> WORK ITEM: Say only how many lines in the entries below contain the word "RouteNotFound".

Collected data
"""
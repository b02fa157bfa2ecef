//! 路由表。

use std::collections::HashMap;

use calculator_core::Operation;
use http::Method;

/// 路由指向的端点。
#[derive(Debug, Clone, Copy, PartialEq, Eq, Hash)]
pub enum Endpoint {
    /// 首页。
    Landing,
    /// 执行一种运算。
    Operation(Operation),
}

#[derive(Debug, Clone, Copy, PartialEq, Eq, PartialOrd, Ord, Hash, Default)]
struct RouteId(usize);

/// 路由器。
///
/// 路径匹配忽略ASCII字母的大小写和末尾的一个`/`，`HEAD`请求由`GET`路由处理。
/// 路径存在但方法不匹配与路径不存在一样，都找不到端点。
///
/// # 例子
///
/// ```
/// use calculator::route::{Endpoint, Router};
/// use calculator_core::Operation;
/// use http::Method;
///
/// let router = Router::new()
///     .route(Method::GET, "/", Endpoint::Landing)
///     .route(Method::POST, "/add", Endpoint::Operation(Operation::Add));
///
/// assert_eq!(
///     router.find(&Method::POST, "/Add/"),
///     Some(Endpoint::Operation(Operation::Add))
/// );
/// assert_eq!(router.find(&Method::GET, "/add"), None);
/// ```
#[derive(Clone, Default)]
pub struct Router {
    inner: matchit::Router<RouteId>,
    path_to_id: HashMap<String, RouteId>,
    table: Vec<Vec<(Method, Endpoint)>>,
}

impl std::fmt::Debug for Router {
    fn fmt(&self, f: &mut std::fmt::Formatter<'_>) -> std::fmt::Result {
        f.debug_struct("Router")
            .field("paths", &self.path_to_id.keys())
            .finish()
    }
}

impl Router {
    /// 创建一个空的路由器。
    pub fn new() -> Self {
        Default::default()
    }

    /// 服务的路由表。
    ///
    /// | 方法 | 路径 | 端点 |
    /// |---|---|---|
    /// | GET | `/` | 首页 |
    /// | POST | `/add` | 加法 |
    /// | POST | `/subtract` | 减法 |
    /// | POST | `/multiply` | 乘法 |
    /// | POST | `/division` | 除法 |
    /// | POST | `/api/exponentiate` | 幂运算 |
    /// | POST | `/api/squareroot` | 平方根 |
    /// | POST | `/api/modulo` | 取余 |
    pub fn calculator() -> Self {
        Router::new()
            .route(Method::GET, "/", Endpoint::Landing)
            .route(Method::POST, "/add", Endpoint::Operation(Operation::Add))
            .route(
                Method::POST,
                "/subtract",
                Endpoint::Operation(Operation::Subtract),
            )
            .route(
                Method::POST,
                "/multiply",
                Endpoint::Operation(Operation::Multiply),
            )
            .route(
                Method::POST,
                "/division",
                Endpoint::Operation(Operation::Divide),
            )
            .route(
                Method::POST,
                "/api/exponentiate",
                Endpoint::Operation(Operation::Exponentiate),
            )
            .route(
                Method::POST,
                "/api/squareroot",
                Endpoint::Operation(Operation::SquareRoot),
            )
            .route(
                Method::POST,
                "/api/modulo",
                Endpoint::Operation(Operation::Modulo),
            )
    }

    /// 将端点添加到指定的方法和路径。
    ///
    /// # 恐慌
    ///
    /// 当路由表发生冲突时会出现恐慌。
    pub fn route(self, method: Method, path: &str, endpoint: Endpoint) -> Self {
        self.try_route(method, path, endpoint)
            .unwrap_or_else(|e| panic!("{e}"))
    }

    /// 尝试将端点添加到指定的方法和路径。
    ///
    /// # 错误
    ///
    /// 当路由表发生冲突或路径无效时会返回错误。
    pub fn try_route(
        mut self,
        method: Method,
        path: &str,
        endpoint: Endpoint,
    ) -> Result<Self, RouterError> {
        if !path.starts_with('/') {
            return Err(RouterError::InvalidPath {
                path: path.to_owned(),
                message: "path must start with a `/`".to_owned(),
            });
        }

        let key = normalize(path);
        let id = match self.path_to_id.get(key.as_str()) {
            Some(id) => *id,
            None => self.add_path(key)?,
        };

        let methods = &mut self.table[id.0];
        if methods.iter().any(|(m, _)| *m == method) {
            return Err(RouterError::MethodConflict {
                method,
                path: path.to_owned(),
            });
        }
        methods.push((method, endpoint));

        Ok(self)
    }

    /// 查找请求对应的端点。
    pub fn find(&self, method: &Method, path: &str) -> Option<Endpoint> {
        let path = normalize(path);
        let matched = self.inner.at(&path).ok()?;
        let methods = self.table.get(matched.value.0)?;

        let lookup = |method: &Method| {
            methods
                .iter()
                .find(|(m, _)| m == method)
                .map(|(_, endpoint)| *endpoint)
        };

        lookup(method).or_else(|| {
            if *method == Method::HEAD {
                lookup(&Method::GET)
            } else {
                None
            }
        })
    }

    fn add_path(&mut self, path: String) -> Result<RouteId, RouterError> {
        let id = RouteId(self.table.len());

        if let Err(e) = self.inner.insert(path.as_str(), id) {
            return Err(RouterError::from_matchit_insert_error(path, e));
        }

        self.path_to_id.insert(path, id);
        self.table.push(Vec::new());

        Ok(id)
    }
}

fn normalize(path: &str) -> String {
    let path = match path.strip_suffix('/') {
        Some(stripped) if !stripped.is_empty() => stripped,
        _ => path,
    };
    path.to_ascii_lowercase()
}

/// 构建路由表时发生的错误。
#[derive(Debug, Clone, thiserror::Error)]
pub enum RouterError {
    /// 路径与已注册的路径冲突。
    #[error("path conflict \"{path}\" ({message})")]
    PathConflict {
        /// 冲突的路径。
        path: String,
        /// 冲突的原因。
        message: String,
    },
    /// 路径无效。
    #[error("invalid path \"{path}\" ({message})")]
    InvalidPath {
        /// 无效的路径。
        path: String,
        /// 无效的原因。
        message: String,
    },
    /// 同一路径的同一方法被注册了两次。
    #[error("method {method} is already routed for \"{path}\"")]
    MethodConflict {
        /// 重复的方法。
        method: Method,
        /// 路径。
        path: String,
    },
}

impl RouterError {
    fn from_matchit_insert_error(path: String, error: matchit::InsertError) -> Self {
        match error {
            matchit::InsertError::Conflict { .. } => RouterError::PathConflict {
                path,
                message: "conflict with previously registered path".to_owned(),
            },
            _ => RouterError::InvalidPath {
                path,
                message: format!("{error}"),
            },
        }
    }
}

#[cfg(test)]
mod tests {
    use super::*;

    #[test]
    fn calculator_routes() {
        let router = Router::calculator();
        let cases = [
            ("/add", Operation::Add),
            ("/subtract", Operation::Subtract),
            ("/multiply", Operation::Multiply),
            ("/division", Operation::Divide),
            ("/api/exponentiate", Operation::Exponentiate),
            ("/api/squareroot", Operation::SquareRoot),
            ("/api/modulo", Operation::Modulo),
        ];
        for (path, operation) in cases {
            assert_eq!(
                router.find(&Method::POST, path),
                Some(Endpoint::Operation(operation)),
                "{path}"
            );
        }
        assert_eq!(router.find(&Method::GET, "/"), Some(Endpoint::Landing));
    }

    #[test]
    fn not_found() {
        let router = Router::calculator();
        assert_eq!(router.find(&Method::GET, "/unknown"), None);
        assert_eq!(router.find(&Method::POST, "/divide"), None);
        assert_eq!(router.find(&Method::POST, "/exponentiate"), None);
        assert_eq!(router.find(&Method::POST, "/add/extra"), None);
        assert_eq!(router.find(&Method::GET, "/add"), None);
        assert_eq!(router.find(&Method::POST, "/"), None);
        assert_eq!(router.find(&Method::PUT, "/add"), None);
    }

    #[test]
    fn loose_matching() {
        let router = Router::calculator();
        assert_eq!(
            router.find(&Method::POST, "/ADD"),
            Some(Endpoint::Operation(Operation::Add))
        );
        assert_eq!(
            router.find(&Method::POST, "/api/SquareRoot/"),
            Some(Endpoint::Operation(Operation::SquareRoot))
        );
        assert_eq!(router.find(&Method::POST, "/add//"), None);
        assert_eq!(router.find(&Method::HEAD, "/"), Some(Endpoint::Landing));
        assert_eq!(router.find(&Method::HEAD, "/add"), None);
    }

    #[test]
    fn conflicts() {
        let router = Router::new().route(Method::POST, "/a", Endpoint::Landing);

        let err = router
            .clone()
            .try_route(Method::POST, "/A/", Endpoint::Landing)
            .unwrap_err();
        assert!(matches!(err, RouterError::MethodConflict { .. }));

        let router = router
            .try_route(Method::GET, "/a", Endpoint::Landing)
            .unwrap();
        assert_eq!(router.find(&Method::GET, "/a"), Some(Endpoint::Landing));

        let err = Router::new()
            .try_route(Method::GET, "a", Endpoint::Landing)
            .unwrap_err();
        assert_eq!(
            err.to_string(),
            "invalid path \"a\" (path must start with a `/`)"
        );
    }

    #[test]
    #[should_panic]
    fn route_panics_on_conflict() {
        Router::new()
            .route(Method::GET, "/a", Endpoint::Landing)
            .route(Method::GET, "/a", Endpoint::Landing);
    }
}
"""
"""
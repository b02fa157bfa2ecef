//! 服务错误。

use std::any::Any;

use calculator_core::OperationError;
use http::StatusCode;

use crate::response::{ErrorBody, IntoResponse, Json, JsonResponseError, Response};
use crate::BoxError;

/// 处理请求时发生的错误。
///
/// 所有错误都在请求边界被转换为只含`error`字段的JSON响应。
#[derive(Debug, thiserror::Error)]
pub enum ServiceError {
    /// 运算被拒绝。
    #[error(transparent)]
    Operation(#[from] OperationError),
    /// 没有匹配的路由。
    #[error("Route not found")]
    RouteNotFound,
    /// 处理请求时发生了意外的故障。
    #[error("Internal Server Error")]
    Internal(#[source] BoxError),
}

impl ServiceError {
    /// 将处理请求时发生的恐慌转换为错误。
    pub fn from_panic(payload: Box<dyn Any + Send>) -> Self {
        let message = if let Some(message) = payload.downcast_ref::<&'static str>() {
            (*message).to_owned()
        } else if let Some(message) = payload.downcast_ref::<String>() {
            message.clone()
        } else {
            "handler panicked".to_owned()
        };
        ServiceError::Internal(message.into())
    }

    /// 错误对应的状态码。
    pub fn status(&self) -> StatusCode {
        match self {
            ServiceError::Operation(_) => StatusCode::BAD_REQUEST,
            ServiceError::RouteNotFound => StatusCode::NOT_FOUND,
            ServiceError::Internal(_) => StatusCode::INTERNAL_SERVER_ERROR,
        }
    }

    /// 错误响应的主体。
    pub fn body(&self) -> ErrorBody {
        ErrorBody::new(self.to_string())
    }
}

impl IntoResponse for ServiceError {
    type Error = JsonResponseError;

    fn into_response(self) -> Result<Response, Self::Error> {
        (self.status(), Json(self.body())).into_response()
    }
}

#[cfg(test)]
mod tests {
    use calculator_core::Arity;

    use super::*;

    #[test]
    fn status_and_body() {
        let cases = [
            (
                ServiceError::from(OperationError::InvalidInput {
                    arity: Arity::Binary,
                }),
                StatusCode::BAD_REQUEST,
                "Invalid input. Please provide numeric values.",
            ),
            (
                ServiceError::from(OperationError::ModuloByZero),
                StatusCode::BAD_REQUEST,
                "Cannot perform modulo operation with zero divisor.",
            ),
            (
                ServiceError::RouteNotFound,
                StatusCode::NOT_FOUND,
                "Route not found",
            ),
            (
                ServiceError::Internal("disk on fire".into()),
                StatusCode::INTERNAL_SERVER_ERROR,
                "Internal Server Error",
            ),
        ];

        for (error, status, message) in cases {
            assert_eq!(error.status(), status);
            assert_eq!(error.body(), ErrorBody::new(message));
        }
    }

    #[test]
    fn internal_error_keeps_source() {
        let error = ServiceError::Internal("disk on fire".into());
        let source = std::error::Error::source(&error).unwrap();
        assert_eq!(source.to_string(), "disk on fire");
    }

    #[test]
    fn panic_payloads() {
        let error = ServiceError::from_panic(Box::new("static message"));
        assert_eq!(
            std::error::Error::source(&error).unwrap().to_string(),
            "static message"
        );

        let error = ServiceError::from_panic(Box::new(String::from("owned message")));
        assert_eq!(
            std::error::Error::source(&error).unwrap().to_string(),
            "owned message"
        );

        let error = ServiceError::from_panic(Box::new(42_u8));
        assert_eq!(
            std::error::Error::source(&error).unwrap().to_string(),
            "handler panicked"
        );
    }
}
"""
> RESPONSE: 3